Vice President of Calabria
- In office 15 February 2020 – 15 October 2020
- President: Jole Santelli

Personal details
- Born: 13 July 1961 (age 64) Taurianova, Italy
- Party: MSI (until 1994) FI (1994–2009) PdL (2009–2013) FdI (2014–2017) League (since 2017)
- Occupation: Journalist, author, actor

= Antonino Spirlì =

Italian politician

Antonino “Nino” Spirlì (born 13 July 1961) is an Italian politician, author, actor and journalist. He became the acting president of Calabria region following the death of Jole Santelli on 15 October 2020. By law, a snap election must be held within 60 days, it did not happen because of the Covid pandemic.

==Biography==
A former cavalry lieutenant, he also was an actor and a theatre director, before becoming a TV author. For Mediaset and RAI, he created formats like the La fattoria, the fiction Né con te né senza di te and the show Forum with Rita dalla Chiesa.
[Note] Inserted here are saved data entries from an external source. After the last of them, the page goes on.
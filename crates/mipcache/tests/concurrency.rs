//! Shared samplers under concurrent render threads.

use std::path::Path;
use std::sync::mpsc;
use std::sync::{Arc, Barrier};
use std::thread;
use std::time::Duration;

use mipcache::footprint::SampleQuad;
use mipcache::input::{MemoryOpener, MemoryTexture, TextureInput, TextureOpener};
use mipcache::{DataFormat, TexResult, MipmapLevelCache, SampleIterator, SampleOptions, TextureSystem, TileArray};
use rayon::prelude::*;

fn ramp_texture(path: &str, size: u32, tile: u32) -> MemoryTexture {
    let values: Vec<f32> = (0..size * size)
        .flat_map(|i| [(i % size) as f32 / size as f32, (i / size) as f32 / size as f32])
        .collect();
    MemoryTexture::builder(path)
        .format(DataFormat::F32)
        .tiled(tile, tile)
        .level(size, size, 2, &values)
        .build()
        .unwrap()
}

#[test]
fn each_tile_read_once() {
    let texture = Arc::new(ramp_texture("once.tex", 256, 32));
    let tiles = TileArray::<f32>::new(texture.clone(), 0).unwrap();

    let totals: Vec<f64> = thread::scope(|scope| {
        let handles: Vec<_> = (0..8)
            .map(|_| {
                scope.spawn(|| {
                    let mut it = tiles.iter(tiles.extent()).unwrap();
                    let mut sum = 0.0f64;
                    while it.valid() {
                        sum += f64::from(it.sample().get(0));
                        it.advance().unwrap();
                    }
                    sum
                })
            })
            .collect();
        handles.into_iter().map(|h| h.join().unwrap()).collect()
    });

    assert!(totals.windows(2).all(|w| w[0] == w[1]));
    assert_eq!(texture.tile_reads(), 64);
    let stats = tiles.stats();
    assert_eq!(stats.resident, 64);
    assert_eq!(stats.misses, 64);
}

#[test]
fn levels_built_once() {
    let texture = Arc::new(
        MemoryTexture::builder("flat.tex")
            .format(DataFormat::F32)
            .level(64, 64, 1, &[0.5; 64 * 64])
            .level(32, 32, 1, &[0.25; 32 * 32])
            .build()
            .unwrap(),
    );
    let cache = MipmapLevelCache::<f32>::new(texture.clone()).unwrap();

    thread::scope(|scope| {
        for i in 0..16 {
            let cache = &cache;
            scope.spawn(move || {
                let level = cache.level(i % 2).unwrap();
                assert_eq!(level.width(), 64 >> (i % 2));
            });
        }
    });
    assert_eq!(texture.scanline_reads(), 2);
}

#[test]
fn parallel_matches_serial() {
    let opener = Arc::new(MemoryOpener::new());
    let texture = opener.insert(ramp_texture("ramp.tex", 128, 16));
    let system = TextureSystem::new(opener);
    let opts = SampleOptions {
        num_samples: 32,
        ..SampleOptions::default().with_channels(0, 2)
    };

    let lookup = |i: usize| {
        let sampler = system.texture_sampler("ramp.tex");
        let s = (i % 16) as f32 / 16.0 + 0.03;
        let t = (i / 16) as f32 / 16.0 + 0.03;
        let mut out = [0.0f32; 2];
        sampler.sample(&SampleQuad::rect(s, t, s + 0.05, t + 0.05), &opts, &mut out).unwrap();
        out
    };

    let parallel: Vec<[f32; 2]> = (0..256).into_par_iter().map(lookup).collect();
    let serial: Vec<[f32; 2]> = (0..256).map(lookup).collect();
    assert_eq!(parallel, serial);
    assert_eq!(system.len(), 1);
    assert_eq!(texture.tile_reads(), 64);
}

/// Opener that parks inside `open` for one path until released.
struct GatedOpener {
    inner: MemoryOpener,
    gated: &'static str,
    entered: Barrier,
    release: Barrier,
}

impl TextureOpener for GatedOpener {
    fn open(&self, path: &Path) -> TexResult<Arc<dyn TextureInput>> {
        if path == Path::new(self.gated) {
            self.entered.wait();
            self.release.wait();
        }
        self.inner.open(path)
    }
}

#[test]
fn slow_open_does_not_block_other_paths() {
    let inner = MemoryOpener::new();
    inner.insert(ramp_texture("slow.tex", 16, 8));
    inner.insert(ramp_texture("warm.tex", 16, 8));
    inner.insert(ramp_texture("cold.tex", 16, 8));
    let opener = Arc::new(GatedOpener {
        inner,
        gated: "slow.tex",
        entered: Barrier::new(2),
        release: Barrier::new(2),
    });
    let system = Arc::new(TextureSystem::new(opener.clone()));
    assert!(!system.texture_sampler("warm.tex").is_dummy());

    let slow = {
        let system = Arc::clone(&system);
        thread::spawn(move || system.texture_sampler("slow.tex").is_dummy())
    };
    opener.entered.wait();

    // While slow.tex is mid-open, both a registered and a new path resolve.
    let (tx, rx) = mpsc::channel();
    {
        let system = Arc::clone(&system);
        thread::spawn(move || {
            let warm = system.texture_sampler("warm.tex").is_dummy();
            let cold = system.texture_sampler("cold.tex").is_dummy();
            let _ = tx.send((warm, cold));
        });
    }
    let other = rx.recv_timeout(Duration::from_secs(10));
    opener.release.wait();

    assert_eq!(other, Ok((false, false)));
    assert!(!slow.join().unwrap());
    assert_eq!(system.len(), 3);
}

#[test]
fn concurrent_first_requests_open_once() {
    let opener = Arc::new(MemoryOpener::new());
    opener.insert(ramp_texture("shared.tex", 32, 8));
    let system = TextureSystem::new(opener.clone());

    thread::scope(|scope| {
        for i in 0..16 {
            let system = &system;
            scope.spawn(move || {
                let path = if i % 2 == 0 { "shared.tex" } else { "absent.tex" };
                assert_eq!(system.texture_sampler(path).is_dummy(), i % 2 == 1);
            });
        }
    });
    assert_eq!(opener.opens(), 2);
    assert_eq!(system.len(), 2);
}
Also a writer, Sprilì is one of the founders of Cultura Identità – a sovereignist think tank that supports the notion of national identities. He also contributed to il Giornale, il Giornale.it (where he had a regular column, "I pensieri di una vecchia checca"), il GiornaleOff, Il Garantista ("I corsivi della vecchia checca") and Corriere della Calabria ("Lo schiaffo") between October 2016 and April 2018. He also directed the Italian local television station Sud. In 2011 he published his first novel, Diario di una vecchia checca (Diary of an old Queer).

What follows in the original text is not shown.